> **Your instructions**
I'd like an exact copy of every line from the start of the entries below through the line containing "segment in a", please.

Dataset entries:
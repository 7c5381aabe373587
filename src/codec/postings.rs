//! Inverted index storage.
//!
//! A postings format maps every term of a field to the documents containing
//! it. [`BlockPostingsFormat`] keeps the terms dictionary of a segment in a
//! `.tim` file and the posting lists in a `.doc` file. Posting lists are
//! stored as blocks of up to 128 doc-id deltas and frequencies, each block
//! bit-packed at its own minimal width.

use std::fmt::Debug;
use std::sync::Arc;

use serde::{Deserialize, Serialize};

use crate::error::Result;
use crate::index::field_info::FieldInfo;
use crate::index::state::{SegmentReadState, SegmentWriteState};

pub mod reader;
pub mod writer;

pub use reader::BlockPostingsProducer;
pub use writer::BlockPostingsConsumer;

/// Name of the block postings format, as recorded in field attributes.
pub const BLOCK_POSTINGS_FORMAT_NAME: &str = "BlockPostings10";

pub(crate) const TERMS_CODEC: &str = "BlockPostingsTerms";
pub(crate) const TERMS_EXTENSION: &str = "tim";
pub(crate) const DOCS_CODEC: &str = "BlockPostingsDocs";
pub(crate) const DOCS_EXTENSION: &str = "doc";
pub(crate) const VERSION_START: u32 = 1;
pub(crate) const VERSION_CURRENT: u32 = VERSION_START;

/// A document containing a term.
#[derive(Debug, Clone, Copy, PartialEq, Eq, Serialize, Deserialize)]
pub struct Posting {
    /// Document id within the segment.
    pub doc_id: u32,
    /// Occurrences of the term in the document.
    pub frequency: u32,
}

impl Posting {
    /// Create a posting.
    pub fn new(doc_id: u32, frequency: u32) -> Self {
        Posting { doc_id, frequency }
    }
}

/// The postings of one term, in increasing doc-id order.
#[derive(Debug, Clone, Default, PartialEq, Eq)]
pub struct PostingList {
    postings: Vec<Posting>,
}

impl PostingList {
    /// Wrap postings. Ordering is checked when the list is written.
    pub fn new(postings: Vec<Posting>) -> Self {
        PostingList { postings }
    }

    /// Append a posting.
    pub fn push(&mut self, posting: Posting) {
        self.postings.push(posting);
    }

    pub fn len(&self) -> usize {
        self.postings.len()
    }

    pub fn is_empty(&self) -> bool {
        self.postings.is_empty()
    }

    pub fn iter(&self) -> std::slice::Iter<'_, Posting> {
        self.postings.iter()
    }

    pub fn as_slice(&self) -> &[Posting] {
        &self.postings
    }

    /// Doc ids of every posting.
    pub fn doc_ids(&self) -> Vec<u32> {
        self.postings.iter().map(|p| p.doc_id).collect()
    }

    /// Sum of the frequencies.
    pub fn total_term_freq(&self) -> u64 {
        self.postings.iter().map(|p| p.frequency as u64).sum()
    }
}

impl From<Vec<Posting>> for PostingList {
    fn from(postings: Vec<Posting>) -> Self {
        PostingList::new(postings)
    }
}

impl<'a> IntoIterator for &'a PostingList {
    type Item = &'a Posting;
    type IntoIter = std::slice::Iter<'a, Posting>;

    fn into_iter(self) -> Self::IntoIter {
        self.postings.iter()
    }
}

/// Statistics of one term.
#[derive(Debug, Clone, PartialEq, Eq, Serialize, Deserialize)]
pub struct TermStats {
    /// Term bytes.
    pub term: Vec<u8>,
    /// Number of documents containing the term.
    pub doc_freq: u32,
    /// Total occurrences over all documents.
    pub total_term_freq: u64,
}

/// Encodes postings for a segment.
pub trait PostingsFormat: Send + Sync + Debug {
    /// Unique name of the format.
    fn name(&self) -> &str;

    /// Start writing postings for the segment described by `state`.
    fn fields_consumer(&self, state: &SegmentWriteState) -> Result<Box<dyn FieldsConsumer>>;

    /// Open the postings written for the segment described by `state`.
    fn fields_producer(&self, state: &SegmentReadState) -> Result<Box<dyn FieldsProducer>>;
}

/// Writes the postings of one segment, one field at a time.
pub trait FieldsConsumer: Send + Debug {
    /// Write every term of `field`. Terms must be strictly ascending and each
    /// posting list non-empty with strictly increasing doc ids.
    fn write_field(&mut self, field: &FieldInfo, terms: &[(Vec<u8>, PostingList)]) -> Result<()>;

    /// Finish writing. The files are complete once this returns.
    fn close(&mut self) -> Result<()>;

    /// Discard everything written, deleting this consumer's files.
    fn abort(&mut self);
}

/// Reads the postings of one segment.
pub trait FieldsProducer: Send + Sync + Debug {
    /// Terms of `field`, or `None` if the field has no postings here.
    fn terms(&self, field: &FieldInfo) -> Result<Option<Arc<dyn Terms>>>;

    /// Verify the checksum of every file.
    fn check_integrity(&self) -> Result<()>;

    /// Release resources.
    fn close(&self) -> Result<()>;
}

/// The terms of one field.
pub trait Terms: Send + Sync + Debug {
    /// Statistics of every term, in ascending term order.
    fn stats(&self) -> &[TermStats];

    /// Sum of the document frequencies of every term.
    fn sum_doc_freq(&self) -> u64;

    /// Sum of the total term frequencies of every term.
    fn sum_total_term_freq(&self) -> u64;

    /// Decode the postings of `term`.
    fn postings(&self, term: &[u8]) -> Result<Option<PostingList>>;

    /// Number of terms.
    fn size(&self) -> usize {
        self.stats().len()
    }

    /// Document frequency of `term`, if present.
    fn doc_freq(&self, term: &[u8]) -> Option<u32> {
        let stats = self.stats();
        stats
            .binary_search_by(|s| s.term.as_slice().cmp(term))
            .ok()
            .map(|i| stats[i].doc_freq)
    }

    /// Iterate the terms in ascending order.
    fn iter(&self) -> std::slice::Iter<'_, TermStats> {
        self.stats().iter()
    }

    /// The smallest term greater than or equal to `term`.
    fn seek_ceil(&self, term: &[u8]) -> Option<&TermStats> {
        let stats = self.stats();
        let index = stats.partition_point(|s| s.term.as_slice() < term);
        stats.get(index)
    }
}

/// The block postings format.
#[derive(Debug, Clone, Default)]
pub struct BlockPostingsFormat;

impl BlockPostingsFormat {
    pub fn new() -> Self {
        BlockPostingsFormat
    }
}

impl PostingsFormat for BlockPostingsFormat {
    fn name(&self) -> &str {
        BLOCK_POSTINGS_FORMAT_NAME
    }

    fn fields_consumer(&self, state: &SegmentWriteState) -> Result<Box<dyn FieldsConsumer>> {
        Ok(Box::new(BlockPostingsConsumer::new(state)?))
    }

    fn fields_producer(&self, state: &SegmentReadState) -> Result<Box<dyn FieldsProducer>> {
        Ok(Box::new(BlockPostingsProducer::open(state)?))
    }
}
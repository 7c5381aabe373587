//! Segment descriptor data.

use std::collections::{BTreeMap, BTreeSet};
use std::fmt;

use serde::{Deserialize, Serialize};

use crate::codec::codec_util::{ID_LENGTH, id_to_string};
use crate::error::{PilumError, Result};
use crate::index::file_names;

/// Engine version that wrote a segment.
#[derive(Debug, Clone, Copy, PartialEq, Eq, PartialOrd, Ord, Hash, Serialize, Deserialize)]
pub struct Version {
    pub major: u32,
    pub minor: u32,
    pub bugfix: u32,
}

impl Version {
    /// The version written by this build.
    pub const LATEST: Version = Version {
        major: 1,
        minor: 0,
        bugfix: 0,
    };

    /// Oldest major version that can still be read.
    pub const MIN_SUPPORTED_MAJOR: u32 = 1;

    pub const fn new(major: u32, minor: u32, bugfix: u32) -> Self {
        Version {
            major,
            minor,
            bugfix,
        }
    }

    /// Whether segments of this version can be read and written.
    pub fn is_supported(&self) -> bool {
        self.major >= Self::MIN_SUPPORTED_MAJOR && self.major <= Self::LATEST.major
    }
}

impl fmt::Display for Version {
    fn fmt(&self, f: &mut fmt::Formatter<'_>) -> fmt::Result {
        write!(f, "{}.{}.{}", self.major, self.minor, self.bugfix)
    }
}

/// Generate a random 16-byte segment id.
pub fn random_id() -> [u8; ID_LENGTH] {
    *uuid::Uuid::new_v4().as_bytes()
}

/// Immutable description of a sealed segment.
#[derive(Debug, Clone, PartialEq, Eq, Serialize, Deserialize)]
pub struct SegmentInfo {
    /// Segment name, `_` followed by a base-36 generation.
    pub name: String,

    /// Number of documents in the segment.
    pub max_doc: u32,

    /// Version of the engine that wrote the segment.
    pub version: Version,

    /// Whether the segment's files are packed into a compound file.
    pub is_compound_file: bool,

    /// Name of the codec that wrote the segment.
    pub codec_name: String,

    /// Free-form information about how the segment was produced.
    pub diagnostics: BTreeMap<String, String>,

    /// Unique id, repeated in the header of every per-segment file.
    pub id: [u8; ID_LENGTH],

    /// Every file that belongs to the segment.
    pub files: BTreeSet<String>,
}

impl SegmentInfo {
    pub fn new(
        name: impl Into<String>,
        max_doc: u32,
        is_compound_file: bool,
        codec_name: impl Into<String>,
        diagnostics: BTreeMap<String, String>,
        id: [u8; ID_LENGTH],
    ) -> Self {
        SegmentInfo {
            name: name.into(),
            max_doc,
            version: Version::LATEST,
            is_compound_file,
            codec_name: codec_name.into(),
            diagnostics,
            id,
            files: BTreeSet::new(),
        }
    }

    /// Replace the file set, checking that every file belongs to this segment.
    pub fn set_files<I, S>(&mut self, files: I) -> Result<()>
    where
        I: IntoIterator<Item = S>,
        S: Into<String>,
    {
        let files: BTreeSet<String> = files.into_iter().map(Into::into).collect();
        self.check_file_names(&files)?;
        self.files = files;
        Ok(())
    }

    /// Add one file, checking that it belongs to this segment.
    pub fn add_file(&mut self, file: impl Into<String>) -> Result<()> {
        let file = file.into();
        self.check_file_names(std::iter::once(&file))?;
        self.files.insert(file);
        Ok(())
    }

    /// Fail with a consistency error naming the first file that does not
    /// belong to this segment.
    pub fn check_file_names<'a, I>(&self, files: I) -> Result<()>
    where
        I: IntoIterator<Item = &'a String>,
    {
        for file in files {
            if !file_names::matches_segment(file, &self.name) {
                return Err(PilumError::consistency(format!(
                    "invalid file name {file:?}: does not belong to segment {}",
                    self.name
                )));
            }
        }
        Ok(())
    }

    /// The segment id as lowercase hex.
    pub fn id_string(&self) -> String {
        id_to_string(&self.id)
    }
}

> **Written solution**
repository 7c5381aabe373587
filename src/codec/postings.rs
//! Inverted index storage.
//!
//! A postings format maps every term of a field to the documents containing
//! it. [`BlockPostingsFormat`] keeps the terms dictionary of a segment in a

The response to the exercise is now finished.